With Tropical Depression Eta forecast to restrengthen into a tropical storm and move toward Florida, United Launch Alliance moved an Atlas 5 rocket off its launch pad at Cape Canaveral Friday and delayed liftoff with a U.S. government spy satellite to Wednesday.
Riding a mobile launch platform, the 206-foot-tall (63-meter) Atlas 5 rocket began rolling back into its hangar along rail tracks shortly after 4 p.m. EST (2100 GMT) Friday. A short time later, locomotives maneuvered the rocket into ULA’s Vertical Integration Facility about a third of a mile south of the launch pad.
ULA said it moved the rocket back into the vertical assembly building “due to impending weather from Tropical Depression Eta.” Teams planned to secure the rocket and its payload inside the VIF as forecasters predict a chance of storms and gusty winds across Central Florida later this weekend and into next week.
The next launch opportunity for the Atlas 5 rocket will be Wednesday, Nov. 11, at 5:22 p.m. EST (2222 GMT), ULA said in a brief statement Friday.
A classified payload for the National Reconnaissance Office — owner of the U.S. government’s fleet of spy satellites — is mounted on top of the Atlas 5 rocket. The launch is designated NROL-101 in the NRO’s mission manifest, but officials have not disclosed any information about the payload.
Friday’s rollback was the second time the Atlas 5 rocket for the NROL-101 mission has returned to the Vertical Integration Facility. ULA ground crews first rolled the rocket to the launch pad Monday, Nov. 2, for a launch attempt Tuesday.
But mission managers returned the rocket to the VIF to replace an environmental control system duct feeding conditioned air to the NRO payload.
After moving the rocket back to the launch pad Tuesday, ULA aimed to launch the mission Wednesday. But a problem with liquid oxygen valves at the launch pad forced officials to scrub the launch attempt Wednesday.
ULA rescheduled the mission for Friday, but the company said yesterday the next opportunity to launch the Atlas 5 rocket would be pushed back to Sunday. With the threat of bad weather from Tropical Depression Eta, ULA decided again Friday to delay the launch until Wednesday, Nov. 11.
The company said in a statement that the issue with remotely commanded ground system liquid oxygen valves — which thwarted the launch attempt Wednesday — was resolved.
“The rocket and payload are healthy,” ULA said.

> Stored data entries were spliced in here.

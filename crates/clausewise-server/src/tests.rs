//! Server API tests

use super::*;
use axum::{
    body::Body,
    http::{Request, StatusCode},
};
use clausewise_core::render::{PLAIN_CLOSE, PLAIN_OPEN};
use clausewise_core::{AIClient, MockBackend, SystemPromptSource};
use http_body_util::BodyExt;
use std::time::Duration;
use tower::ServiceExt;

const BOUNDARY: &str = "clausewise-test-boundary";

fn setup_app(mock: &MockBackend, mode: RenderMode, config: ServerConfig) -> Router {
    setup_app_with_prompt(mock, mode, config, SystemPromptSource::Inline("Test prompt".into()))
}

fn setup_app_with_prompt(
    mock: &MockBackend,
    mode: RenderMode,
    config: ServerConfig,
    prompt: SystemPromptSource,
) -> Router {
    let analyzer = Analyzer::new(AIClient::Mock(mock.clone()), Arc::new(prompt), mode);
    create_router(analyzer, None, config)
}

/// A multipart part: field name, optional filename, content
type Part<'a> = (&'a str, Option<&'a str>, &'a [u8]);

fn multipart_body(parts: &[Part]) -> Vec<u8> {
    let mut body = Vec::new();
    for (name, filename, content) in parts {
        body.extend_from_slice(format!("--{}\r\n", BOUNDARY).as_bytes());
        match filename {
            Some(filename) => {
                body.extend_from_slice(
                    format!(
                        "Content-Disposition: form-data; name=\"{}\"; filename=\"{}\"\r\nContent-Type: application/pdf\r\n\r\n",
                        name, filename
                    )
                    .as_bytes(),
                );
            }
            None => {
                body.extend_from_slice(
                    format!("Content-Disposition: form-data; name=\"{}\"\r\n\r\n", name).as_bytes(),
                );
            }
        }
        body.extend_from_slice(content);
        body.extend_from_slice(b"\r\n");
    }
    body.extend_from_slice(format!("--{}--\r\n", BOUNDARY).as_bytes());
    body
}

fn submit_request(parts: &[Part]) -> Request<Body> {
    Request::builder()
        .method("POST")
        .uri("/submit")
        .header(
            "content-type",
            format!("multipart/form-data; boundary={}", BOUNDARY),
        )
        .body(Body::from(multipart_body(parts)))
        .unwrap()
}

fn valid_parts<'a>() -> Vec<Part<'a>> {
    vec![
        ("query", None, b"Is water damage covered?".as_slice()),
        ("document_file", Some("policy.pdf"), b"%PDF-1.4 policy text".as_slice()),
    ]
}

async fn get_body_text(response: axum::response::Response) -> String {
    let bytes = response.into_body().collect().await.unwrap().to_bytes();
    String::from_utf8(bytes.to_vec()).unwrap()
}

fn content_type(response: &axum::response::Response) -> String {
    response
        .headers()
        .get("content-type")
        .and_then(|v| v.to_str().ok())
        .unwrap_or_default()
        .to_string()
}

// ========== Page and Health Tests ==========

#[tokio::test]
async fn test_home_page() {
    let app = setup_app(&MockBackend::new(), RenderMode::Plain, ServerConfig::default());

    let response = app
        .oneshot(Request::builder().uri("/").body(Body::empty()).unwrap())
        .await
        .unwrap();

    assert_eq!(response.status(), StatusCode::OK);
    assert!(content_type(&response).starts_with("text/html"));
    let html = get_body_text(response).await;
    assert!(html.contains(r#"enctype="multipart/form-data""#));
    assert!(html.contains(r#"name="query""#));
    assert!(html.contains(r#"name="document_file""#));
}

#[tokio::test]
async fn test_health_reports_configuration() {
    let config = ServerConfig {
        stream: true,
        ..Default::default()
    };
    let app = setup_app(&MockBackend::new(), RenderMode::Plain, config);

    let response = app
        .oneshot(Request::builder().uri("/health").body(Body::empty()).unwrap())
        .await
        .unwrap();

    assert_eq!(response.status(), StatusCode::OK);
    let json: serde_json::Value = serde_json::from_str(&get_body_text(response).await).unwrap();
    assert_eq!(json["status"], "ok");
    assert_eq!(json["backend"], "mock");
    assert_eq!(json["model"], "mock");
    assert_eq!(json["render_mode"], "plain");
    assert_eq!(json["streaming"], true);
}

#[tokio::test]
async fn test_security_headers() {
    let app = setup_app(&MockBackend::new(), RenderMode::Plain, ServerConfig::default());

    let response = app
        .oneshot(Request::builder().uri("/").body(Body::empty()).unwrap())
        .await
        .unwrap();

    let headers = response.headers();
    assert_eq!(headers["x-content-type-options"], "nosniff");
    assert_eq!(headers["x-frame-options"], "DENY");
    assert!(headers["content-security-policy"]
        .to_str()
        .unwrap()
        .contains("frame-ancestors 'none'"));
}

// ========== Submit Tests ==========

#[tokio::test]
async fn test_submit_plain() {
    let mock = MockBackend::with_reply("Covered under <Section 2>.");
    let app = setup_app(&mock, RenderMode::Plain, ServerConfig::default());

    let response = app.oneshot(submit_request(&valid_parts())).await.unwrap();

    assert_eq!(response.status(), StatusCode::OK);
    assert!(content_type(&response).starts_with("text/html"));
    let html = get_body_text(response).await;
    assert_eq!(
        html,
        format!("{}Covered under &lt;Section 2&gt;.{}", PLAIN_OPEN, PLAIN_CLOSE)
    );

    assert_eq!(mock.calls(), 1);
    let request = mock.last_request().unwrap();
    assert_eq!(request.query, "Is water damage covered?");
    assert_eq!(request.document, b"%PDF-1.4 policy text");
    assert_eq!(request.system_prompt, "Test prompt");
}

#[tokio::test]
async fn test_submit_structured() {
    let mock = MockBackend::new();
    let app = setup_app(&mock, RenderMode::Structured, ServerConfig::default());

    let response = app.oneshot(submit_request(&valid_parts())).await.unwrap();

    assert_eq!(response.status(), StatusCode::OK);
    let html = get_body_text(response).await;
    assert!(html.contains(r#"<h3 class="decision approved">Decision: APPROVED</h3>"#));
    assert!(html.contains(r#"<p class="amount">Amount: $1500.00</p>"#));
    assert!(html.contains("clauses-section"));
    assert!(!html.contains("flags-section"));
}

#[tokio::test]
async fn test_submit_empty_query_rejected() {
    let mock = MockBackend::new();
    let app = setup_app(&mock, RenderMode::Plain, ServerConfig::default());

    let response = app
        .oneshot(submit_request(&[
            ("query", None, b"   ".as_slice()),
            ("document_file", Some("policy.pdf"), b"%PDF".as_slice()),
        ]))
        .await
        .unwrap();

    assert_eq!(response.status(), StatusCode::BAD_REQUEST);
    assert!(content_type(&response).starts_with("text/plain"));
    assert_eq!(get_body_text(response).await, "Query is required");
    assert_eq!(mock.calls(), 0);
}

#[tokio::test]
async fn test_submit_missing_query_wins_over_missing_document() {
    let mock = MockBackend::new();
    let app = setup_app(&mock, RenderMode::Plain, ServerConfig::default());

    let response = app.oneshot(submit_request(&[])).await.unwrap();

    assert_eq!(response.status(), StatusCode::BAD_REQUEST);
    assert_eq!(get_body_text(response).await, "Query is required");
}

#[tokio::test]
async fn test_submit_document_errors() {
    let mock = MockBackend::new();
    let cases: Vec<(Vec<Part>, &str)> = vec![
        (
            vec![("query", None, b"q".as_slice())],
            "Document file is required",
        ),
        (
            vec![
                ("query", None, b"q".as_slice()),
                ("document_file", Some("a.pdf"), b"one".as_slice()),
                ("document_file", Some("b.pdf"), b"two".as_slice()),
            ],
            "Only one document file may be uploaded",
        ),
        (
            vec![
                ("query", None, b"q".as_slice()),
                ("document_file", Some("empty.pdf"), b"".as_slice()),
            ],
            "Uploaded document is empty",
        ),
    ];

    for (parts, expected) in cases {
        let app = setup_app(&mock, RenderMode::Plain, ServerConfig::default());
        let response = app.oneshot(submit_request(&parts)).await.unwrap();
        assert_eq!(response.status(), StatusCode::BAD_REQUEST);
        assert_eq!(get_body_text(response).await, expected);
    }
    assert_eq!(mock.calls(), 0);
}

#[tokio::test]
async fn test_submit_not_multipart() {
    let app = setup_app(&MockBackend::new(), RenderMode::Plain, ServerConfig::default());

    let response = app
        .oneshot(
            Request::builder()
                .method("POST")
                .uri("/submit")
                .header("content-type", "application/json")
                .body(Body::from(r#"{"query":"q"}"#))
                .unwrap(),
        )
        .await
        .unwrap();

    assert_eq!(response.status(), StatusCode::BAD_REQUEST);
    assert!(get_body_text(response)
        .await
        .starts_with("Invalid form submission"));
}

#[tokio::test]
async fn test_submit_declared_length_over_limit() {
    let mock = MockBackend::new();
    let config = ServerConfig {
        max_upload_size: 1024 * 1024,
        ..Default::default()
    };
    let app = setup_app(&mock, RenderMode::Plain, config);

    let mut request = submit_request(&valid_parts());
    request
        .headers_mut()
        .insert("content-length", (2 * 1024 * 1024).to_string().parse().unwrap());

    let response = app.oneshot(request).await.unwrap();

    assert_eq!(response.status(), StatusCode::PAYLOAD_TOO_LARGE);
    assert!(get_body_text(response).await.contains("Maximum size is 1 MB"));
    assert_eq!(mock.calls(), 0);
}

#[tokio::test]
async fn test_submit_streamed_body_over_limit() {
    let mock = MockBackend::new();
    let config = ServerConfig {
        max_upload_size: 4096,
        ..Default::default()
    };
    let app = setup_app(&mock, RenderMode::Plain, config);

    let big = vec![b'x'; 16 * 1024];
    let response = app
        .oneshot(submit_request(&[
            ("query", None, b"q".as_slice()),
            ("document_file", Some("big.pdf"), big.as_slice()),
        ]))
        .await
        .unwrap();

    assert_eq!(response.status(), StatusCode::PAYLOAD_TOO_LARGE);
    assert_eq!(mock.calls(), 0);
}
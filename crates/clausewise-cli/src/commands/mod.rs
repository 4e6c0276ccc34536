//! CLI command implementations
//!
//! Commands are organized by purpose:
//! - `analyze` - Run one query against a local PDF
//! - `check` - Show resolved settings and probe the backend
//! - `render` - Render a saved answer without calling the backend
//! - `serve` - Web server command

pub mod analyze;
pub mod check;
pub mod render;
pub mod serve;

// Re-export command functions for main.rs
pub use analyze::*;
pub use check::*;
pub use render::*;
pub use serve::*;

use std::path::Path;

use anyhow::{Context, Result};
use clausewise_core::{RenderMode, Settings};

/// Load settings and apply command-line switches on top
pub fn load_settings(config: Option<&Path>, stream: bool, structured: bool) -> Result<Settings> {
    let mut settings = Settings::load(config).context("Failed to load settings")?;
    apply_flags(&mut settings, stream, structured);
    Ok(settings)
}

/// Flags only ever switch features on; config and environment decide otherwise
pub fn apply_flags(settings: &mut Settings, stream: bool, structured: bool) {
    if stream {
        settings.stream = true;
    }
    if structured {
        settings.render_mode = RenderMode::Structured;
    }
}
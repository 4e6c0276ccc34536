//! Request intake
//!
//! Collects the fields of one form submission and turns them into exactly one
//! [`AnalysisRequest`]. Checks run in a fixed order (query, then document, then
//! system prompt), so an empty query is reported even when the document is
//! also missing.

use tracing::debug;

use crate::ai::AnalysisRequest;
use crate::error::{Error, Result};
use crate::prompts::SystemPromptProvider;

/// Form field carrying the question
pub const QUERY_FIELD: &str = "query";

/// Form field carrying the PDF
pub const DOCUMENT_FIELD: &str = "document_file";

/// The fields of one submitted form
#[derive(Debug, Clone, Default)]
pub struct Submission {
    query: Option<String>,
    document: Option<Vec<u8>>,
    duplicate_document: bool,
}

impl Submission {
    pub fn new() -> Self {
        Self::default()
    }

    /// Build a submission from already extracted values
    pub fn from_parts(query: impl Into<String>, document: Vec<u8>) -> Self {
        let mut submission = Self::new();
        submission.set_query(query.into());
        submission.push_document(document);
        submission
    }

    /// Record the query field (the first occurrence wins)
    pub fn set_query(&mut self, query: String) {
        if self.query.is_none() {
            self.query = Some(query);
        }
    }

    /// Record a document part
    ///
    /// Only one document is allowed; a second part marks the submission as
    /// invalid, reported when the request is built.
    pub fn push_document(&mut self, bytes: Vec<u8>) {
        if self.document.is_some() {
            self.duplicate_document = true;
        } else {
            self.document = Some(bytes);
        }
    }

    /// Check query and document without loading the system prompt
    pub fn validate(&self) -> Result<()> {
        self.checked().map(|_| ())
    }

    fn checked(&self) -> Result<(&str, &[u8])> {
        let query = self
            .query
            .as_deref()
            .map(str::trim)
            .filter(|q| !q.is_empty())
            .ok_or(Error::MissingQuery)?;

        if self.duplicate_document {
            return Err(Error::DuplicateDocument);
        }
        let document = self.document.as_deref().ok_or(Error::MissingDocument)?;
        if document.is_empty() {
            return Err(Error::EmptyDocument);
        }

        Ok((query, document))
    }

    /// Validate and build the outbound request, loading the system prompt last
    pub async fn build_request(
        self,
        prompts: &dyn SystemPromptProvider,
    ) -> Result<AnalysisRequest> {
        let (query, document) = self.checked()?;
        let (query, document) = (query.to_string(), document.to_vec());

        let system_prompt = prompts.load_system_prompt().await?;

        debug!(
            query_len = query.len(),
            document_bytes = document.len(),
            prompt_len = system_prompt.len(),
            "Built analysis request"
        );

        Ok(AnalysisRequest::new(system_prompt, query, document))
    }
}
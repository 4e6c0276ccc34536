//! Pluggable AI backend abstraction
//!
//! This module provides a backend-agnostic interface for document question
//! answering. The production backend is Google Gemini; a mock backend serves
//! tests and local development.
//!
//! # Architecture
//!
//! - `AIBackend` trait: defines the interface for all AI operations
//! - `AIClient` enum: concrete wrapper providing Clone + compile-time dispatch
//! - Backend implementations: `GeminiBackend`, `MockBackend`
//!
//! # Usage
//!
//! ```rust,ignore
//! let settings = Settings::load(None)?;
//! let ai = AIClient::from_settings(&settings).expect("backend configured");
//!
//! let request = AnalysisRequest::new(prompt, query, pdf_bytes);
//! let answer = ai.generate(&request).await?;
//! ```
//!
//! # Configuration
//!
//! - `AI_BACKEND`: Backend to use (gemini, mock). Default: gemini
//! - `GEMINI_API_KEY` / `GOOGLE_API_KEY`: API key for the gemini backend

pub mod gemini;
mod mock;
pub mod sse;
pub mod types;

pub use gemini::GeminiBackend;
pub use mock::{MockBackend, SAMPLE_STRUCTURED_ANSWER};
pub use types::*;

use async_trait::async_trait;

use crate::config::{BackendKind, Settings};
use crate::error::Result;

/// Trait defining the interface for all AI backends
///
/// Backends should be Send + Sync to allow use across async tasks.
#[async_trait]
pub trait AIBackend: Send + Sync {
    /// Send one request and return the complete answer text
    async fn generate(&self, request: &AnalysisRequest) -> Result<String>;

    /// Send one request and return the answer as a stream of fragments
    ///
    /// Concatenating every fragment's text yields the same answer `generate`
    /// would have returned. A delivery error ends the stream.
    async fn generate_stream(&self, request: &AnalysisRequest) -> Result<FragmentStream>;

    /// Check if the backend is available
    async fn health_check(&self) -> bool;

    /// Get the model name (for logging)
    fn model(&self) -> &str;

    /// Get the host URL (for logging)
    fn host(&self) -> &str;
}

/// Concrete AI client enum
///
/// Provides Clone and compile-time dispatch without Box<dyn> overhead.
#[derive(Clone)]
pub enum AIClient {
    /// Google Gemini (REST API)
    Gemini(GeminiBackend),
    /// Mock backend for testing
    Mock(MockBackend),
}

impl AIClient {
    /// Create an AI client from resolved settings
    ///
    /// Returns None when the gemini backend is selected but no API key is set.
    pub fn from_settings(settings: &Settings) -> Option<Self> {
        match settings.backend {
            BackendKind::Gemini => GeminiBackend::from_settings(&settings.gemini).map(AIClient::Gemini),
            BackendKind::Mock => Some(AIClient::Mock(MockBackend::new())),
        }
    }

    /// Short backend name (for logging and `/health`)
    pub fn kind(&self) -> &'static str {
        match self {
            AIClient::Gemini(_) => "gemini",
            AIClient::Mock(_) => "mock",
        }
    }

    /// Ask the backend for raw JSON answers (structured mode)
    pub fn with_json_output(&self, json_output: bool) -> Self {
        match self {
            AIClient::Gemini(b) => AIClient::Gemini(b.with_json_output(json_output)),
            AIClient::Mock(b) => AIClient::Mock(b.clone()),
        }
    }
}

// Implement AIBackend for AIClient by delegating to the inner backend
#[async_trait]
impl AIBackend for AIClient {
    async fn generate(&self, request: &AnalysisRequest) -> Result<String> {
        match self {
            AIClient::Gemini(b) => b.generate(request).await,
            AIClient::Mock(b) => b.generate(request).await,
        }
    }

    async fn generate_stream(&self, request: &AnalysisRequest) -> Result<FragmentStream> {
        match self {
            AIClient::Gemini(b) => b.generate_stream(request).await,
            AIClient::Mock(b) => b.generate_stream(request).await,
        }
    }

    async fn health_check(&self) -> bool {
        match self {
            AIClient::Gemini(b) => b.health_check().await,
            AIClient::Mock(b) => b.health_check().await,
        }
    }

    fn model(&self) -> &str {
        match self {
            AIClient::Gemini(b) => b.model(),
            AIClient::Mock(b) => b.model(),
        }
    }

    fn host(&self) -> &str {
        match self {
            AIClient::Gemini(b) => b.host(),
            AIClient::Mock(b) => b.host(),
        }
    }
}
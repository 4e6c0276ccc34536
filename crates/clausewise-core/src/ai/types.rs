//! AI backend request and response types
//!
//! These types are backend-agnostic and used across all AI implementations.

use futures::stream::BoxStream;

use crate::error::Result;

/// MIME type sent with every uploaded document
pub const DOCUMENT_MIME_TYPE: &str = "application/pdf";

/// A single outbound request to the AI backend
///
/// Built once per submission by the intake and owned by that invocation.
#[derive(Debug, Clone, PartialEq, Eq)]
pub struct AnalysisRequest {
    /// Instruction text for the model
    pub system_prompt: String,
    /// The user's question
    pub query: String,
    /// Raw document bytes
    pub document: Vec<u8>,
    /// MIME type of the document (always `application/pdf`)
    pub mime_type: String,
}

impl AnalysisRequest {
    pub fn new(system_prompt: String, query: String, document: Vec<u8>) -> Self {
        Self {
            system_prompt,
            query,
            document,
            mime_type: DOCUMENT_MIME_TYPE.to_string(),
        }
    }
}

/// One incremental piece of a streamed answer
///
/// A fragment may carry zero or more text pieces.
#[derive(Debug, Clone, Default, PartialEq, Eq)]
pub struct ResponseFragment {
    pub texts: Vec<String>,
}

impl ResponseFragment {
    pub fn new(texts: Vec<String>) -> Self {
        Self { texts }
    }

    /// Concatenated text of all pieces
    pub fn text(&self) -> String {
        self.texts.concat()
    }

    pub fn is_empty(&self) -> bool {
        self.texts.iter().all(|t| t.is_empty())
    }
}

/// Lazy, finite, non-restartable sequence of answer fragments
pub type FragmentStream = BoxStream<'static, Result<ResponseFragment>>;
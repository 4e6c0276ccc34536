//! HTTP request handlers
//!
//! Each submodule contains the handler for one route; `stream` holds the
//! forwarder behind streaming submissions.

pub mod health;
pub mod home;
pub mod stream;
pub mod submit;

// Re-export all handlers for use in router
pub use health::*;
pub use home::*;
pub use submit::*;
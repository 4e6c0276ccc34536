//! Analyze command implementation

use std::io::Write;
use std::path::Path;
use std::time::Duration;

use anyhow::{anyhow, Context, Result};
use clausewise_core::ai::AIBackend;
use clausewise_core::{Analyzer, Settings, Submission};
use futures::StreamExt;
use tracing::info;

/// Run one query against a local PDF and print the result
///
/// With streaming enabled (plain mode) the raw answer is printed as it
/// arrives; otherwise the rendered HTML fragment is printed. Either way the
/// backend call is bounded by the configured request timeout.
pub async fn cmd_analyze(settings: &Settings, query: &str, file: &Path) -> Result<()> {
    let analyzer = analyzer_for(settings)?;
    let submission = read_submission(query, file).await?;
    info!(
        "Analyzing {} with {} ({} mode)",
        file.display(),
        analyzer.ai().model(),
        analyzer.mode()
    );

    let timeout = settings.request_timeout();
    let mut stdout = std::io::stdout();
    if settings.streams() {
        tokio::time::timeout(timeout, stream_answer(&analyzer, submission, &mut stdout))
            .await
            .map_err(|_| timed_out(timeout))??;
        writeln!(stdout)?;
    } else {
        let html = analyze_html(&analyzer, submission, timeout).await?;
        writeln!(stdout, "{}", html)?;
    }
    Ok(())
}

/// Render the answer as HTML, giving up after `timeout`
pub async fn analyze_html(
    analyzer: &Analyzer,
    submission: Submission,
    timeout: Duration,
) -> Result<String> {
    let html = tokio::time::timeout(timeout, analyzer.analyze(submission))
        .await
        .map_err(|_| timed_out(timeout))??;
    Ok(html)
}

fn timed_out(timeout: Duration) -> anyhow::Error {
    anyhow!("Timed out after {:?} waiting for the AI backend", timeout)
}

/// Build the analyzer, failing with setup hints when no backend is configured
pub fn analyzer_for(settings: &Settings) -> Result<Analyzer> {
    Analyzer::from_settings(settings).ok_or_else(|| {
        anyhow!("Gemini backend not configured: set GEMINI_API_KEY (or AI_BACKEND=mock)")
    })
}

/// Read the document and pair it with the query
pub async fn read_submission(query: &str, file: &Path) -> Result<Submission> {
    let document = tokio::fs::read(file)
        .await
        .with_context(|| format!("Failed to read document: {}", file.display()))?;
    Ok(Submission::from_parts(query, document))
}

/// Write answer text to `out` fragment by fragment
pub async fn stream_answer<W: Write>(
    analyzer: &Analyzer,
    submission: Submission,
    out: &mut W,
) -> Result<usize> {
    let mut stream = analyzer.analyze_stream(submission).await?;
    let mut written = 0;
    while let Some(fragment) = stream.next().await {
        let text = fragment.context("Answer stream failed")?.text();
        out.write_all(text.as_bytes())?;
        out.flush()?;
        written += text.len();
    }
    if written == 0 {
        return Err(clausewise_core::Error::EmptyResponse.into());
    }
    Ok(written)
}
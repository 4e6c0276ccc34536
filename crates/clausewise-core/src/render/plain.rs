//! Plain-text answer rendering

use crate::error::{Error, Result};

use super::escape_html;

/// Markup emitted before the answer text
pub const PLAIN_OPEN: &str =
    r#"<div class="response-content"><h3>Analysis Results</h3><div class="analysis-result"><pre>"#;

/// Markup emitted after the answer text
pub const PLAIN_CLOSE: &str = "</pre></div></div>";

/// Wrap the escaped answer in the results container
pub fn render_plain(answer: &str) -> Result<String> {
    if answer.trim().is_empty() {
        return Err(Error::EmptyResponse);
    }
    Ok(format!("{}{}{}", PLAIN_OPEN, escape_html(answer), PLAIN_CLOSE))
}
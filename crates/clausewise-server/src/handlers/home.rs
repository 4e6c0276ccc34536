//! Form page

use axum::response::Html;

const HOME_PAGE: &str = include_str!("../../templates/home.html");

/// GET / - The query + document form
pub async fn home() -> Html<&'static str> {
    Html(HOME_PAGE)
}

As of 4 p.m. EST Friday, the center of Tropical Depression Eta was located over the western Caribbean Sea, according to the National Hurricane Center. The storm made landfall as a major hurricane Tuesday in Nicaragua, then weakened before re-emerging in the Caribbean Sea earlier this week.
Forecasters predict Tropical Depression Eta will strengthen into a tropical storm later Friday or Saturday as it moves northeast toward Cuba, then turns west or northwest over the Florida Straits or over South Florida.
If the forecast holds, rain showers and gusty winds from the outer bands of Eta could impact Florida’s Space Coast in the next few days.
ULA’s decision to roll the Atlas 5 rocket back into its protective hangar at Cape Canaveral came as SpaceX gears up to move a Falcon 9 rocket and Crew Dragon capsule to pad 39A at the nearby Kennedy Space Center this weekend. SpaceX is readying the Falcon 9 and Crew Dragon for a test-firing Monday, in preparation for launch with four space station astronauts Nov. 14.
It was not immediately clear if the threat of bad weather from Tropical Depression Eta might impact SpaceX’s plans.